Using this simple assumption, we built an impact-of-grazing model whereby foraging height preferences are used to predict the effect of livestock grazing by relating the height at which a bird predominantly forages with its susceptibility to grazing. These predictions were made before any field data were collected. The model was tested with field data collected from landscapes with similar canopy cover, hence the differential response is interpreted as a consequence of changes in the understorey caused by livestock grazing. This approach allowed us to test whether the foraging behaviour of a bird species is a good predictor of its vulnerability to grazing. We tested this model on field data collected from two types of habitat impacted by grazing: riparian vegetation and adjacent grassy eucalypt woodland.
The changes in vegetation structure and composition brought about by livestock grazing are likely to impact bird foraging differentially in certain strata. We obtained published information on foraging time–budget data for Australian birds in woodlands similar to those in our study area (see the Appendix). Using these data we estimated the proportion of time different bird species spent foraging in various vegetation strata. The specification of foraging height categories was based on the literature and our observations of grazing impacts on different vegetation elements (Table 1). Where data from woodlands in eastern Australia were not available, data from structurally similar woodlands in other regions were used (Recher & Davis 1998; Tibbetts & Pruett-Jones 1999).
Table 1. Description of height categories used in the impact-of-grazing model
Ground (either bare or short grass sward or leaf litter)
Grassy/low shrub understorey
In developing the impact-of-grazing model we made the following assumptions based on empirical grazing studies (McIntyre, Heard & Martin 2003; McIvor et al. 2005) and personal observations. (i) Grazing reduces the grass/tussock layer and shrub/sapling layer (i.e. understorey). (ii) Grazing increases the amount of bare ground and short grass. (iii) Grazing has a negligible effect on the canopy layer (although in the long term grazing is likely to impact the canopy through changes in tree population dynamics). Given these assumptions, we would expect that species that forage on bare ground and/or short grass would increase as grazing pressure increases, while species that forage in the grass/tussock and shrub layer would decrease as grazing pressure increases and, in the short term, species that forage in the canopy would be unaffected by increasing grazing pressure.
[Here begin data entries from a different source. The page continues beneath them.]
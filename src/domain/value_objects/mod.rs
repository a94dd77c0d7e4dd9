//! # Domain Value Objects
//!
//! Immutable value types that represent domain concepts without identity.
//!
//! ## Value Objects
//!
//! - **MessageId**: time-ordered UUID (v7) naming one outgoing message
//! - **ThreadId**: conversation identifier assigned by the thread store
//! - **RecipientId**: service address of a single conversation participant

mod ids;

pub use ids::*;
//! Shared Utilities
//!
//! Common utilities used across all layers.

pub mod error;
pub mod validation;

pub use error::AppError;
pub use tokio_util::sync::CancellationToken;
Our model assumes that the susceptibility of bird species j to grazing (sgj) is a function of the proportion of time that species j feeds on the ground minus the proportion of time species j feeds in the grass/tussock and shrub layers:
sgj = x1j − (x2j + x3j)(eqn 1)
where x1j is the proportion of time species j forages in strata 1, x2j is the proportion of time species j forages in strata 2 and x3j is the proportion of time species j forages in strata 3 (Table 1). This measure of susceptibility is a number between 1 and −1 that is positive for species that feed predominantly on the ground (0 m) and negative for species that forage predominantly in the understorey (> 0–5 m). We predict that positive values of this measure indicate a propensity to increase in abundance with increasing grazing pressure, while negative values suggest a tendency to decrease in abundance. An average susceptibility to grazing measure was calculated when more than one relevant study reported foraging height data for a particular species.
The study region was located in the south-east Queensland Bioregion, Australia (Sattler & Williams 1999). It is bounded by 26–28°S and 151–153°E and ranges in elevation between 300 and 550 m.a.s.l. The climate is subtropical, with most rain falling in summer and frosts occurring between May and September. Annual rainfall is approximately 960 mm, with a temperature range in the hottest month (January) averaging 17–28 °C and the coolest month (July) 5–16 °C. Temperatures frequently dropped below freezing across most of the study sites in winter. The dominant soil types are derived from metamorphic, granite, sandstone and alluvium landforms.
The vegetation is grassy eucalypt woodland and forest. In many areas the number and size of trees has been modified during early settlement by ring barking, a process by which trees are killed through the removal of a ring of bark around the stem of the tree. More recently, stem-injection of herbicides into trees has become the major management practice to remove woody overstorey in an effort to maintain grass production. Currently more than one-third of the study region is covered by woodland. The landscape is variegated, with native vegetation comprising the majority of the landscape matrix (60–90%) (McIntyre & Hobbs 1999). The native vegetation has been modified to various degrees by grazing and other disturbances but, overall, intensive land uses such as cropping and sown pasture are limited. The most abundant eucalypts are Eucalyptus crebra, Eucalyptus melanophloia and, on the lower slopes and within riparian habitats, Eucalyptus tereticornis (Martin et al. 2000).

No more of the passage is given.